# Safest "slim" infant car seat available in Canada?



## ~Nikki~ (Aug 4, 2004)

Hi all,

Skimmed through the boards and didn't see an answer for this one so I stopped looking. 

I have two kiddos currently in boosters, and need to be able to fit an infant seat between the two of them in the back of a Ford Escape come June when the new baby arrives. I was looking in the back seat yesterday and was overwhelmed at how to make it work! My daughter will be 8 in June, which means she CAN graduate from the booster seat which will free up some room.

All the infant seats I'm looking at are fairly clunky, so I'm trying to find the best one that'll fit back there and still allow the two other kids to access their seatbelt buckles. =P

Any thoughts?

OH YEAH: Should edit to add that I'm looking for something available in Canada.  Can't find a lot of the american brands up here, though I may be able to manage a shopping trip down there at some point. Can't count on it, though.


----------



## an_aurora (Jun 2, 2006)

There are several narrow infant seats on the market: the Chicco Keyfit, the Combi infant seats, and the Baby Trend. Any of those should fit fine between two boosters.

FWIW, it's extremely unlikely that an 8 year old fits the adult belt properly, so keep her in a booster a bit longer. Here is the criteria for skipping the booster: http://www.carseat.org/Boosters/630.htm


----------



## ~Nikki~ (Aug 4, 2004)

I've never heard of Chicco up here, but will check around for the other two.

I'm planning on keeping her in the booster as long as I can. The law up here is 80lbs or age 8 for the booster seat, and she happens to know that she's "allowed" out of the booster at age 8 as most of her friends are already out of theirs. Poor kid just wants to be bigger, heh. She was still in a full-on carseat a year longer than everyone in her class. But I'll try and convince her it's a good idea to stay in it for a bit longer. =)


----------



## HappyMommy2 (Jan 27, 2007)

I think the Radian is a slim one... I hope I am remembering the name correctly.


----------



## sunnymw (Feb 28, 2007)

The Radian is very slim but it's a convertible seat, meaning it can't be taken out of the vehicle for every ride (well, it can, but with a hard install and 25+lbs worth of steel-reinforced seat, it would be a major PITA!!).

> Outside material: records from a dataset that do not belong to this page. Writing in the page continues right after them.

//! Criterion benchmarks for key mapping table lookups.
//!
//! Every relayed request performs exactly one `resolve`, so this is the only
//! table operation on the hot path.  Construction is measured too since it
//! runs once at startup and should stay negligible.
//!
//! Run with:
//! ```bash
//! cargo bench --package relay-core --bench keymap_bench
//! ```

use criterion::{black_box, criterion_group, criterion_main, BenchmarkId, Criterion};
use relay_core::keymap::windows_vk::named_key_vk;
use relay_core::{AbstractKey, KeyMappingTable, Preset};

/// Keys a game-automation client sends most often.
const BENCH_KEYS: &[AbstractKey] = &[
    AbstractKey::Up,
    AbstractKey::Down,
    AbstractKey::Left,
    AbstractKey::Right,
    AbstractKey::Space,
    AbstractKey::Ctrl,
    AbstractKey::Shift,
    AbstractKey::Alt,
    AbstractKey::A,
    AbstractKey::F1,
];

fn bench_resolve(c: &mut Criterion) {
    let mut group = c.benchmark_group("resolve");
    for preset in [Preset::Hid, Preset::Synthetic] {
        let table = KeyMappingTable::from_preset(preset);
        group.bench_with_input(
            BenchmarkId::from_parameter(format!("{preset:?}")),
            &table,
            |b, table| {
                b.iter(|| {
                    for &key in BENCH_KEYS {
                        let _ = black_box(table.resolve(black_box(key)));
                    }
                })
            },
        );
    }
    group.finish();
}

fn bench_restricted_miss(c: &mut Criterion) {
    let table = KeyMappingTable::from_preset(Preset::Hid)
        .restrict(&[AbstractKey::Up, AbstractKey::Down])
        .expect("restricted table is non-empty");
    c.bench_function("resolve_unmapped", |b| {
        b.iter(|| black_box(table.resolve(black_box(AbstractKey::Enter))))
    });
}

fn bench_build_preset(c: &mut Criterion) {
    c.bench_function("from_preset_synthetic", |b| {
        b.iter(|| black_box(KeyMappingTable::from_preset(black_box(Preset::Synthetic))))
    });
}

fn bench_named_key_vk(c: &mut Criterion) {
    c.bench_function("named_key_vk", |b| {
        b.iter(|| {
            for name in ["ENTER", "PGDN", "VK_MENU", "F12"] {
                black_box(named_key_vk(black_box(name)));
            }
        })
    });
}

criterion_group!(
    benches,
    bench_resolve,
    bench_restricted_miss,
    bench_build_preset,
    bench_named_key_vk
);
criterion_main!(benches);
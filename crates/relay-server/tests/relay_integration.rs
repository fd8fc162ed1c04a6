//! End-to-end tests for the `KeyInput` gRPC service.
//!
//! # Purpose
//!
//! These tests run the real tonic server on a loopback port and call it with
//! the generated client, exactly as a remote controller would.  The backend
//! collaborators are the recording fakes from
//! `relay_server::infrastructure::backend::mock`, so assertions can see what
//! reached the "hardware" or the "OS".
//!
//! ```text
//! KeyInputClient ──gRPC──▶ KeyInputService ──▶ RelayService ──▶ adapter ──▶ fake
//! ```

use std::net::SocketAddr;
use std::sync::atomic::Ordering;
use std::sync::Arc;

use relay_core::{AbstractKey, BackendToken, KeyAction, KeyMappingTable, Preset};
use relay_server::application::adapters::{FocusGatedAdapter, KeyStroke, RawInjectionAdapter};
use relay_server::application::relay_keys::{BackendAdapter, RelayService};
use relay_server::infrastructure::backend::mock::{
    HardwareCall, RecordingHardwareEndpoint, RecordingSynthesizer, ScriptedWindow,
};
use relay_server::infrastructure::rpc::proto::key_input_client::KeyInputClient;
use relay_server::infrastructure::rpc::proto::{Key, KeyRequest};
use relay_server::infrastructure::rpc::{serve_with_listener, KeyInputService};
use tokio::net::TcpListener;
use tokio::sync::oneshot;
use tokio::task::JoinHandle;
use tonic::transport::Channel;
use tonic::Code;

// ── Harness ───────────────────────────────────────────────────────────────────

struct Harness {
    client: KeyInputClient<Channel>,
    shutdown: Option<oneshot::Sender<()>>,
    server: JoinHandle<()>,
}

impl Harness {
    async fn start(table: KeyMappingTable, adapter: Arc<dyn BackendAdapter>) -> Self {
        let relay = RelayService::new(table, adapter).expect("table matches adapter");
        let service = KeyInputService::new(Arc::new(relay), 10);

        let listener = TcpListener::bind("127.0.0.1:0").await.expect("bind");
        let addr: SocketAddr = listener.local_addr().expect("local addr");
        let (tx, rx) = oneshot::channel::<()>();
        let server = tokio::spawn(async move {
            serve_with_listener(service, listener, async {
                let _ = rx.await;
            })
            .await
            .expect("server");
        });

        let client = KeyInputClient::connect(format!("http://{addr}"))
            .await
            .expect("connect");
        Self {
            client,
            shutdown: Some(tx),
            server,
        }
    }

    async fn stop(self) {
        let Harness {
            client,
            shutdown,
            server,
        } = self;
        // Graceful shutdown waits for open connections.
        drop(client);
        if let Some(tx) = shutdown {
            let _ = tx.send(());
        }
        server.await.expect("server task");
    }
}

fn req(key: Key) -> KeyRequest {
    KeyRequest { key: key as i32 }
}

fn arrows_table() -> KeyMappingTable {
    KeyMappingTable::new([
        (AbstractKey::Up, BackendToken::Keycode(82)),
        (AbstractKey::Down, BackendToken::Keycode(81)),
    ])
    .expect("non-empty")
}

async fn raw_harness() -> (Harness, Arc<RecordingHardwareEndpoint>) {
    let endpoint = Arc::new(RecordingHardwareEndpoint::new());
    let adapter = Arc::new(RawInjectionAdapter::new(Arc::clone(&endpoint) as _));
    (Harness::start(arrows_table(), adapter).await, endpoint)
}

async fn gated_harness(
    focused: bool,
) -> (Harness, Arc<ScriptedWindow>, Arc<RecordingSynthesizer>) {
    let window = Arc::new(ScriptedWindow::new(focused));
    let synth = Arc::new(RecordingSynthesizer::new());
    let adapter = Arc::new(FocusGatedAdapter::new(
        Arc::clone(&window) as _,
        Arc::clone(&synth) as _,
    ));
    let table = KeyMappingTable::from_preset(Preset::Synthetic);
    (Harness::start(table, adapter).await, window, synth)
}

// ── Raw injection ─────────────────────────────────────────────────────────────

#[tokio::test]
async fn test_hold_and_release_up_reach_device_as_down_then_up() {
    // Arrange
    let (mut h, endpoint) = raw_harness().await;

    // Act
    h.client.send_down(req(Key::Up)).await.expect("SendDown");
    h.client.send_up(req(Key::Up)).await.expect("SendUp");

    // Assert
    assert_eq!(
        endpoint.calls(),
        vec![HardwareCall::Down(82), HardwareCall::Up(82)]
    );
    h.stop().await;
}

#[tokio::test]
async fn test_send_is_exactly_one_press_with_mapped_code() {
    let (mut h, endpoint) = raw_harness().await;

    h.client.send(req(Key::Down)).await.expect("Send");

    assert_eq!(
        endpoint.calls(),
        vec![HardwareCall::Press {
            code: 81,
            modifier: 0
        }]
    );
    h.stop().await;
}

#[tokio::test]
async fn test_unmapped_key_is_not_found() {
    let (mut h, endpoint) = raw_harness().await;

    let status = h.client.send(req(Key::Enter)).await.unwrap_err();

    assert_eq!(status.code(), Code::NotFound);
    assert!(endpoint.calls().is_empty());
    h.stop().await;
}

#[tokio::test]
async fn test_out_of_range_wire_value_is_invalid_argument() {
    let (mut h, _endpoint) = raw_harness().await;

    let status = h.client.send(KeyRequest { key: 999 }).await.unwrap_err();

    assert_eq!(status.code(), Code::InvalidArgument);
    h.stop().await;
}

#[tokio::test]
async fn test_device_failure_is_unavailable_and_server_keeps_serving() {
    // Arrange
    let (mut h, endpoint) = raw_harness().await;
    endpoint.should_fail.store(true, Ordering::SeqCst);

    // Act
    let status = h.client.send(req(Key::Up)).await.unwrap_err();
    endpoint.should_fail.store(false, Ordering::SeqCst);
    let retry = h.client.send(req(Key::Up)).await;

    // Assert
    assert_eq!(status.code(), Code::Unavailable);
    assert!(retry.is_ok());
    h.stop().await;
}

#[tokio::test]
async fn test_concurrent_requests_all_reach_device() {
    let (h, endpoint) = raw_harness().await;

    let calls: Vec<_> = (0..16)
        .map(|i| {
            let mut client = h.client.clone();
            let key = if i % 2 == 0 { Key::Up } else { Key::Down };
            tokio::spawn(async move { client.send(req(key)).await })
        })
        .collect();
    for call in calls {
        call.await.expect("join").expect("Send");
    }

    assert_eq!(endpoint.calls().len(), 16);
    h.stop().await;
}

// ── Focus-gated synthesis ─────────────────────────────────────────────────────

#[tokio::test]
async fn test_unfocused_target_succeeds_without_synthesis() {
    // Arrange
    let (mut h, _window, synth) = gated_harness(false).await;

    // Act
    let result = h.client.send(req(Key::A)).await;

    // Assert
    assert!(result.is_ok());
    assert!(synth.strokes().is_empty());
    h.stop().await;
}

#[tokio::test]
async fn test_focused_target_gets_literal_char_and_named_key() {
    let (mut h, _window, synth) = gated_harness(true).await;

    h.client.send(req(Key::A)).await.expect("Send A");
    h.client.send(req(Key::Enter)).await.expect("Send Enter");
    h.client.send_down(req(Key::Shift)).await.expect("SendDown Shift");

    assert_eq!(
        synth.strokes(),
        vec![
            (KeyStroke::Char('a'), KeyAction::Press),
            (KeyStroke::Named("ENTER".to_string()), KeyAction::Press),
            (KeyStroke::Named("VK_SHIFT".to_string()), KeyAction::HoldDown),
        ]
    );
    h.stop().await;
}

#[tokio::test]
async fn test_focus_change_is_observed_per_request() {
    let (mut h, window, synth) = gated_harness(false).await;

    h.client.send(req(Key::B)).await.expect("unfocused");
    window.set_focused(true);
    h.client.send(req(Key::C)).await.expect("focused");

    assert_eq!(synth.strokes(), vec![(KeyStroke::Char('c'), KeyAction::Press)]);
    h.stop().await;
}

#[tokio::test]
async fn test_closed_window_is_unavailable() {
    let (mut h, window, synth) = gated_harness(true).await;
    window.close();

    let status = h.client.send(req(Key::A)).await.unwrap_err();

    assert_eq!(status.code(), Code::Unavailable);
    assert!(synth.strokes().is_empty());
    h.stop().await;
}
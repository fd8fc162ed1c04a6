//! Symbolic key names for the synthetic keyboard backend (the `synthetic` preset).
//!
//! A synthesizer token is either a single character, which is typed as that
//! literal character, or a multi-character *named key* such as `ENTER` or
//! `VK_SHIFT`, which is resolved through [`super::windows_vk::named_key_vk`].
//!
//! Modifiers are given by their virtual-key names (`VK_CONTROL`, `VK_SHIFT`,
//! `VK_MENU`) rather than the one-character `^`, `+`, `%` shorthands, because
//! a single character would be typed literally on a press.

use super::key::AbstractKey;

/// Translates an abstract key to its default synthesizer token.
pub fn key_name(key: AbstractKey) -> &'static str {
    use AbstractKey::*;
    match key {
        A => "a",
        B => "b",
        C => "c",
        D => "d",
        E => "e",
        F => "f",
        G => "g",
        H => "h",
        I => "i",
        J => "j",
        K => "k",
        L => "l",
        M => "m",
        N => "n",
        O => "o",
        P => "p",
        Q => "q",
        R => "r",
        S => "s",
        T => "t",
        U => "u",
        V => "v",
        W => "w",
        X => "x",
        Y => "y",
        Z => "z",

        Zero => "0",
        One => "1",
        Two => "2",
        Three => "3",
        Four => "4",
        Five => "5",
        Six => "6",
        Seven => "7",
        Eight => "8",
        Nine => "9",

        F1 => "F1",
        F2 => "F2",
        F3 => "F3",
        F4 => "F4",
        F5 => "F5",
        F6 => "F6",
        F7 => "F7",
        F8 => "F8",
        F9 => "F9",
        F10 => "F10",
        F11 => "F11",
        F12 => "F12",

        Up => "UP",
        Down => "DOWN",
        Left => "LEFT",
        Right => "RIGHT",
        Home => "HOME",
        End => "END",
        PageUp => "PGUP",
        PageDown => "PGDN",
        Insert => "INSERT",
        Delete => "DEL",
        Esc => "ESC",
        Enter => "ENTER",
        Space => "SPACE",

        Ctrl => "VK_CONTROL",
        Shift => "VK_SHIFT",
        Alt => "VK_MENU",

        Tilde => "`",
        Quote => "'",
        Semicolon => ";",
        Comma => ",",
        Period => ".",
        Slash => "/",
    }
}
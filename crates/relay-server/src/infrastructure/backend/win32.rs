//! Win32 collaborators for the focus-gated backend.
//!
//! - [`Win32WindowFinder`] locates the target window with `FindWindowW`.
//! - [`Win32Window`] compares the handle with `GetForegroundWindow` and
//!   detects a closed window with `IsWindow`.
//! - [`SendInputSynthesizer`] injects keyboard events with `SendInput`:
//!   literal characters as `KEYEVENTF_UNICODE` events, named keys as
//!   virtual-key events.

#![cfg(target_os = "windows")]

use std::ffi::c_void;
use std::sync::Arc;

use relay_core::keymap::windows_vk::{is_extended_vk, named_key_vk};
use relay_core::KeyAction;
use tracing::debug;
use windows::core::PCWSTR;
use windows::Win32::Foundation::HWND;
use windows::Win32::UI::Input::KeyboardAndMouse::{
    MapVirtualKeyW, SendInput, INPUT, INPUT_0, INPUT_KEYBOARD, KEYBDINPUT, KEYBD_EVENT_FLAGS,
    KEYEVENTF_EXTENDEDKEY, KEYEVENTF_KEYUP, KEYEVENTF_UNICODE, MAPVK_VK_TO_VSC, VIRTUAL_KEY,
};
use windows::Win32::UI::WindowsAndMessaging::{FindWindowW, GetForegroundWindow, IsWindow};

use crate::application::adapters::{
    InputSynthesizer, KeyStroke, TargetWindow, WindowFinder, WindowQuery,
};
use crate::application::relay_keys::BackendError;

// ── Window lookup ─────────────────────────────────────────────────────────────

/// Finds top-level windows by class name and/or title.
#[derive(Debug, Default)]
pub struct Win32WindowFinder;

impl WindowFinder for Win32WindowFinder {
    fn find_window(
        &self,
        query: &WindowQuery,
    ) -> Result<Option<Arc<dyn TargetWindow>>, BackendError> {
        let class = query.class_name.as_deref().map(wide);
        let title = query.title.as_deref().map(wide);

        // SAFETY: both pointers are either null or point at null-terminated
        // UTF-16 buffers that outlive the call.
        let found = unsafe { FindWindowW(pcwstr(class.as_deref()), pcwstr(title.as_deref())) };

        match found {
            Ok(hwnd) if !hwnd.0.is_null() => {
                debug!(%query, handle = hwnd.0 as isize, "found target window");
                Ok(Some(Arc::new(Win32Window {
                    handle: hwnd.0 as isize,
                })))
            }
            // FindWindowW reports "no match" as an error with a null handle.
            _ => Ok(None),
        }
    }
}

/// A top-level window captured at startup.
///
/// The handle is stored as an integer so the type is `Send + Sync`; it is only
/// ever compared and passed back to Win32.
#[derive(Debug, Clone, Copy)]
pub struct Win32Window {
    handle: isize,
}

impl Win32Window {
    fn hwnd(self) -> HWND {
        HWND(self.handle as *mut c_void)
    }
}

impl TargetWindow for Win32Window {
    fn has_keyboard_focus(&self) -> Result<bool, BackendError> {
        // SAFETY: IsWindow and GetForegroundWindow accept any handle value.
        unsafe {
            if !IsWindow(self.hwnd()).as_bool() {
                return Err(BackendError::WindowClosed);
            }
            Ok(GetForegroundWindow().0 as isize == self.handle)
        }
    }
}

// ── Synthesis ─────────────────────────────────────────────────────────────────

/// Injects keyboard events into the system input stream.
#[derive(Debug, Default)]
pub struct SendInputSynthesizer;

impl InputSynthesizer for SendInputSynthesizer {
    fn synthesize(&self, stroke: &KeyStroke, action: KeyAction) -> Result<(), BackendError> {
        let (down, up) = match stroke {
            KeyStroke::Char(c) => unicode_events(*c),
            KeyStroke::Named(name) => {
                let vk = named_key_vk(name)
                    .ok_or_else(|| BackendError::InvalidKeyName(name.clone()))?;
                vk_events(vk)
            }
        };
        let inputs: Vec<INPUT> = match action {
            KeyAction::Press => down.into_iter().chain(up).collect(),
            KeyAction::HoldDown => down,
            KeyAction::Release => up,
        };
        send(&inputs)
    }
}

/// Down and up events for a literal character, one per UTF-16 unit.
fn unicode_events(c: char) -> (Vec<INPUT>, Vec<INPUT>) {
    let mut units = [0u16; 2];
    let units = c.encode_utf16(&mut units);
    let down = units
        .iter()
        .map(|&u| keyboard_input(VIRTUAL_KEY(0), u, KEYEVENTF_UNICODE))
        .collect();
    let up = units
        .iter()
        .map(|&u| keyboard_input(VIRTUAL_KEY(0), u, KEYEVENTF_UNICODE | KEYEVENTF_KEYUP))
        .collect();
    (down, up)
}

fn vk_events(vk: u8) -> (Vec<INPUT>, Vec<INPUT>) {
    let mut flags = KEYBD_EVENT_FLAGS(0);
    if is_extended_vk(vk) {
        flags |= KEYEVENTF_EXTENDEDKEY;
    }
    // SAFETY: MapVirtualKeyW has no preconditions.
    let scan = unsafe { MapVirtualKeyW(u32::from(vk), MAPVK_VK_TO_VSC) } as u16;
    let key = VIRTUAL_KEY(u16::from(vk));
    (
        vec![keyboard_input(key, scan, flags)],
        vec![keyboard_input(key, scan, flags | KEYEVENTF_KEYUP)],
    )
}

fn keyboard_input(vk: VIRTUAL_KEY, scan: u16, flags: KEYBD_EVENT_FLAGS) -> INPUT {
    INPUT {
        r#type: INPUT_KEYBOARD,
        Anonymous: INPUT_0 {
            ki: KEYBDINPUT {
                wVk: vk,
                wScan: scan,
                dwFlags: flags,
                time: 0,
                dwExtraInfo: 0,
            },
        },
    }
}

fn send(inputs: &[INPUT]) -> Result<(), BackendError> {
    // SAFETY: `inputs` is a valid slice of initialised INPUT structures.
    let sent = unsafe { SendInput(inputs, std::mem::size_of::<INPUT>() as i32) };
    if sent as usize != inputs.len() {
        return Err(BackendError::Unavailable(format!(
            "SendInput injected {sent} of {} events: {}",
            inputs.len(),
            windows::core::Error::from_win32()
        )));
    }
    Ok(())
}

// ── Helpers ───────────────────────────────────────────────────────────────────

/// Null-terminated UTF-16 copy of `s`.
fn wide(s: &str) -> Vec<u16> {
    s.encode_utf16().chain(std::iter::once(0)).collect()
}

fn pcwstr(buf: Option<&[u16]>) -> PCWSTR {
    buf.map_or(PCWSTR::null(), |b| PCWSTR(b.as_ptr()))
}

#[cfg(test)]
mod tests {
    use super::*;

    #[test]
    fn test_wide_is_null_terminated() {
        assert_eq!(wide("ab"), vec![0x61, 0x62, 0]);
    }

    #[test]
    fn test_unicode_events_use_unicode_flag() {
        let (down, up) = unicode_events('a');
        assert_eq!(down.len(), 1);
        assert_eq!(up.len(), 1);
        // SAFETY: the union was written through the `ki` member.
        let (d, u) = unsafe { (down[0].Anonymous.ki, up[0].Anonymous.ki) };
        assert_eq!(d.wScan, u16::from(b'a'));
        assert_eq!(d.dwFlags, KEYEVENTF_UNICODE);
        assert_eq!(u.dwFlags, KEYEVENTF_UNICODE | KEYEVENTF_KEYUP);
    }

    #[test]
    fn test_astral_char_is_sent_as_surrogate_pair() {
        let (down, _) = unicode_events('😀');
        assert_eq!(down.len(), 2);
    }

    #[test]
    fn test_navigation_keys_get_extended_flag() {
        let vk = named_key_vk("UP").unwrap();
        let (down, _) = vk_events(vk);
        // SAFETY: the union was written through the `ki` member.
        let ki = unsafe { down[0].Anonymous.ki };
        assert_eq!(ki.wVk, VIRTUAL_KEY(u16::from(vk)));
        assert!(ki.dwFlags.contains(KEYEVENTF_EXTENDEDKEY));
    }

    #[test]
    fn test_unknown_named_key_is_rejected_before_sending() {
        let result = SendInputSynthesizer.synthesize(
            &KeyStroke::Named("NOT_A_KEY".to_string()),
            KeyAction::Press,
        );
        assert!(matches!(result, Err(BackendError::InvalidKeyName(_))));
    }
}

The narrowest infant seats have already been listed. As for coming across the border, I believe Canada is very strict about using an American seat on your side of the border, and they could be confiscated on the spot or you could be heavily fined.

There are plenty of narrow backless and high back boosters available too. What kind do you currently have and what kind of vehicle are you driving?


----------



## ~Nikki~ (Aug 4, 2004)

I'm in a Ford Escape, and have Graco boosters for the two kids I currently have. 

Maybe I'll have to hit up a few stores with a measuring tape to see which are the slimmest! I've never seen Chicco or Radian before.

The brands I have available to choose from, as far as I can tell, are limited to:


Baby Trend
Costco
Evenflo
Graco
Maxi-Cosi
Peg Perego
Safety 1st
Quinny

Any familiarity with any of these brands?


----------



## Twinklefae (Dec 13, 2006)

Quote:


> Originally Posted by *~Nikki~*
> 
> I'm in a Ford Escape, and have Graco boosters for the two kids I currently have.
> 
> ...


Hi, Chicco Keyfit and the Sunshine Kids Radian are both available in Canada but generally only at specialty stores and online order.

It is not legal or recommended to use a US carseat in Canada.

If you want an infant seat I would recommend the Babytrend seat. It's around $100 at Walmart and has a very slim base.


----------